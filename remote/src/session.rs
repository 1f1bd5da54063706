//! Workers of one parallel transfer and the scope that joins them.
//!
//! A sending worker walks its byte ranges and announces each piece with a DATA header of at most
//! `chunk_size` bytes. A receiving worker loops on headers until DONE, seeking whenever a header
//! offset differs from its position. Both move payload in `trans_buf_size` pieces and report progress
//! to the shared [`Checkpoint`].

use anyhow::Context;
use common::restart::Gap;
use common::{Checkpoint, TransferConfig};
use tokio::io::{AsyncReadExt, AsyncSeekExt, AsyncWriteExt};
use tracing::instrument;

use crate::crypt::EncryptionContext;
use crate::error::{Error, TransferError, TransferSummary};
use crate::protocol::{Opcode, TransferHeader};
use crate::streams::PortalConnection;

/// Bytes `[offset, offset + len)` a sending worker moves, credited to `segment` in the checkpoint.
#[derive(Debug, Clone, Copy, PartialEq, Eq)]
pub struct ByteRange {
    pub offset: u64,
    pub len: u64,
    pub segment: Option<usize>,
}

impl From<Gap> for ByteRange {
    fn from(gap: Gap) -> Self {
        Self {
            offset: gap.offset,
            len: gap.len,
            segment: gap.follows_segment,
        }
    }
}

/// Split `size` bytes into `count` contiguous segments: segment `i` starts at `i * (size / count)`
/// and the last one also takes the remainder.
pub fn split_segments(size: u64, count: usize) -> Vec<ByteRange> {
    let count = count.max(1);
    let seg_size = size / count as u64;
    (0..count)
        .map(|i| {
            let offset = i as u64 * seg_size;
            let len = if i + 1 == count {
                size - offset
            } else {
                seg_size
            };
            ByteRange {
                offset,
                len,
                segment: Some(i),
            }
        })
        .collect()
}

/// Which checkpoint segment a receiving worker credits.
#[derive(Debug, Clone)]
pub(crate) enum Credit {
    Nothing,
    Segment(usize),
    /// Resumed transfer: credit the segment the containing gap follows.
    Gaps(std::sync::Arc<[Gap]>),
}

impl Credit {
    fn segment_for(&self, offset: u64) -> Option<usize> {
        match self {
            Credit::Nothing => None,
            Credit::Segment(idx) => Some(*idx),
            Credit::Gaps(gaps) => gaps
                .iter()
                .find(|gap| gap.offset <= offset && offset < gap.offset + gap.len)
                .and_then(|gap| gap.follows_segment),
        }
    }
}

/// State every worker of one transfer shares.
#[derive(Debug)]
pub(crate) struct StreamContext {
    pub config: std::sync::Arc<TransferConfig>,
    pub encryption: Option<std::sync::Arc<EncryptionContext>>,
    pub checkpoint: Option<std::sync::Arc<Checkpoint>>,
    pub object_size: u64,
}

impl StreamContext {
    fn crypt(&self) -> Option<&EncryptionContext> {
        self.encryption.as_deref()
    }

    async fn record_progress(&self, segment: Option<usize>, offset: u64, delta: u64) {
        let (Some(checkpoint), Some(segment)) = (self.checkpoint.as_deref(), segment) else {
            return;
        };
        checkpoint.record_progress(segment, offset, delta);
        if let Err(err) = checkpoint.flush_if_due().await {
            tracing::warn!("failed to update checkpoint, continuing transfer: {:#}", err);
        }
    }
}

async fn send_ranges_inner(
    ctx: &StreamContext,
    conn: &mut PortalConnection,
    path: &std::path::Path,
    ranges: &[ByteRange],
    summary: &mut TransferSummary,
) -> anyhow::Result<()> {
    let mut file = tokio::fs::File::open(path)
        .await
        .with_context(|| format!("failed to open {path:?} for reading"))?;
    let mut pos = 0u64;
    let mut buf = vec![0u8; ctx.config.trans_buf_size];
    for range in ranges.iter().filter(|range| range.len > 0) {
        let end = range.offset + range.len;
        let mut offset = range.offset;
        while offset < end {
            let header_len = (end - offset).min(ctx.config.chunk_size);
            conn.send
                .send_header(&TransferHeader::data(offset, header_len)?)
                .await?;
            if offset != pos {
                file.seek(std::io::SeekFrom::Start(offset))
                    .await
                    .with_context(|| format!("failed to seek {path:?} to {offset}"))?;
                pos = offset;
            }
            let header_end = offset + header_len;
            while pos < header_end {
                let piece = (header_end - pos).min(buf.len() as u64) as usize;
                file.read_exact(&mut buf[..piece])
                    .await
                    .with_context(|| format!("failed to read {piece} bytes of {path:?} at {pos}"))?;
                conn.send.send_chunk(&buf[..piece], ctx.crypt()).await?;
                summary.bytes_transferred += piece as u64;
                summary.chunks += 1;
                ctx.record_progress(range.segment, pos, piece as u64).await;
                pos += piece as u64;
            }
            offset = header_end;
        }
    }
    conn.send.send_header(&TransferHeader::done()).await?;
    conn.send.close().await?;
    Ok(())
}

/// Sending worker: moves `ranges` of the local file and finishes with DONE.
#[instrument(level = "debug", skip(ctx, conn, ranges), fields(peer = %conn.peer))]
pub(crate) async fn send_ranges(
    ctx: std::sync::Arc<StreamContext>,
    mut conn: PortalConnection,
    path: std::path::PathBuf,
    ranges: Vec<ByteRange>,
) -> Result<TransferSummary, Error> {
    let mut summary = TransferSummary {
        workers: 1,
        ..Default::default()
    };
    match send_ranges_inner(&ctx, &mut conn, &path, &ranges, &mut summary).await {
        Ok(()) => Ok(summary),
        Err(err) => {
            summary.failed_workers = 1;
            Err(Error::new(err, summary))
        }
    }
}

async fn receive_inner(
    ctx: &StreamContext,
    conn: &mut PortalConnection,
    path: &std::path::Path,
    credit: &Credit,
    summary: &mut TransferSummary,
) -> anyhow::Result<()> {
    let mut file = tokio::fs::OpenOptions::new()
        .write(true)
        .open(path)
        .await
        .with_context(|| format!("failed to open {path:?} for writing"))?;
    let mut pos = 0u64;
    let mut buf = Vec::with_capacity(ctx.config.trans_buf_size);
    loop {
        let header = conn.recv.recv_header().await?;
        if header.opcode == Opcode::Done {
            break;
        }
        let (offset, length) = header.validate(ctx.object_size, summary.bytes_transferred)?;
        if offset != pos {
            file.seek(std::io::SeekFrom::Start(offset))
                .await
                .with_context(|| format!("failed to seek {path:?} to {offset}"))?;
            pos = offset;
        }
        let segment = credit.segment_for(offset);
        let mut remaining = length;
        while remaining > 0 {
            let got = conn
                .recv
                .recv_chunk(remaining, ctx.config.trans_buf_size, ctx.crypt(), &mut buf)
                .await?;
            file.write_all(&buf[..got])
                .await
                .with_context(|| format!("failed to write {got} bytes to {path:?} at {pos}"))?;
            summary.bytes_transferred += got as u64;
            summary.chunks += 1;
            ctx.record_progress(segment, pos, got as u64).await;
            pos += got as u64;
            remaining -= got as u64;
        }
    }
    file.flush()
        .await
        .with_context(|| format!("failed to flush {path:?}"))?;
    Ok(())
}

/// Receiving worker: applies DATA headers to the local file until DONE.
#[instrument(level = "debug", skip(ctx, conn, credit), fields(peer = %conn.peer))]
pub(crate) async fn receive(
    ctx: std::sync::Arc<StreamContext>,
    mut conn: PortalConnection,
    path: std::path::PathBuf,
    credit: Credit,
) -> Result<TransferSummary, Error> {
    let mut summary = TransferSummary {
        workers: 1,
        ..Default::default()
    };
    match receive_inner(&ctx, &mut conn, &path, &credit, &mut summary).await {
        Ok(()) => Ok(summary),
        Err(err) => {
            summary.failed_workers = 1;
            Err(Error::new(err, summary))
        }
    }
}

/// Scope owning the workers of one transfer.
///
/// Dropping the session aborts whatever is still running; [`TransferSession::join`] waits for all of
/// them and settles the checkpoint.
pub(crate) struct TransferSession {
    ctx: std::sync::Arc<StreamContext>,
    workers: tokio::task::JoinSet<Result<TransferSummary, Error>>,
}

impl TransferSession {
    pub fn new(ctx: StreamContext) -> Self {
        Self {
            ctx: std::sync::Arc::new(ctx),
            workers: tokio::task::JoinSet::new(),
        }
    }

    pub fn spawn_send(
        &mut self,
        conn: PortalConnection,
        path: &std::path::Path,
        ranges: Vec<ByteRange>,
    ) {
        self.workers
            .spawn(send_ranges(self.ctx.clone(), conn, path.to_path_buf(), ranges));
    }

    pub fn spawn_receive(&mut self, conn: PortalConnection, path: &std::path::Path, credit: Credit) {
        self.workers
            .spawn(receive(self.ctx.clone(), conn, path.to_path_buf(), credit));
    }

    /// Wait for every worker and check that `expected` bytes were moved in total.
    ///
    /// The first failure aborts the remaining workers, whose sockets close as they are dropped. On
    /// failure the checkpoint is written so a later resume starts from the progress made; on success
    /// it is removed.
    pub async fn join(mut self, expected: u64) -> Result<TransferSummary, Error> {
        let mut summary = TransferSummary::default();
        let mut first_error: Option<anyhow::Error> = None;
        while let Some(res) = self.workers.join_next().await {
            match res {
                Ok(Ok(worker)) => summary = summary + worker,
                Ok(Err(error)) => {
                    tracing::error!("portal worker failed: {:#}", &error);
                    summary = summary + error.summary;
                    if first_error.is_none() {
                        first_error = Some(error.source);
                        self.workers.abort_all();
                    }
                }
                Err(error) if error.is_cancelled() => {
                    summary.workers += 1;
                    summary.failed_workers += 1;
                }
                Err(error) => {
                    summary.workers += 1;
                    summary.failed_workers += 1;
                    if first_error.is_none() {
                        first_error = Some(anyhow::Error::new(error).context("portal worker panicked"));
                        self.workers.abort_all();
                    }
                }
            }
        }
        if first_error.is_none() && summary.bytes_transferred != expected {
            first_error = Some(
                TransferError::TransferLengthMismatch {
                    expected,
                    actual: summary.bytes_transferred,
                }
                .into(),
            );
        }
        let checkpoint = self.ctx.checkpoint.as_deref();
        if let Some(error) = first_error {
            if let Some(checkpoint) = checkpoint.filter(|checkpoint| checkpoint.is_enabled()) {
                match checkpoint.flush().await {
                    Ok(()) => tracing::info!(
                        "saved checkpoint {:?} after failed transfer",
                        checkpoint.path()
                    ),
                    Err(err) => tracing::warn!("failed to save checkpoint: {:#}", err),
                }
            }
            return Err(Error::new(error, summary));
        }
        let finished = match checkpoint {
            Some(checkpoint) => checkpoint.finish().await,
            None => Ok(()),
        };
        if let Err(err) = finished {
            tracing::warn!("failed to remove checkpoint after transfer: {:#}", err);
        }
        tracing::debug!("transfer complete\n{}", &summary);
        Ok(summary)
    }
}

▶ _Work instruction_:
From the records above, report the count of lines containing "tracing" and nothing more.

▶ _Result of the task_:
7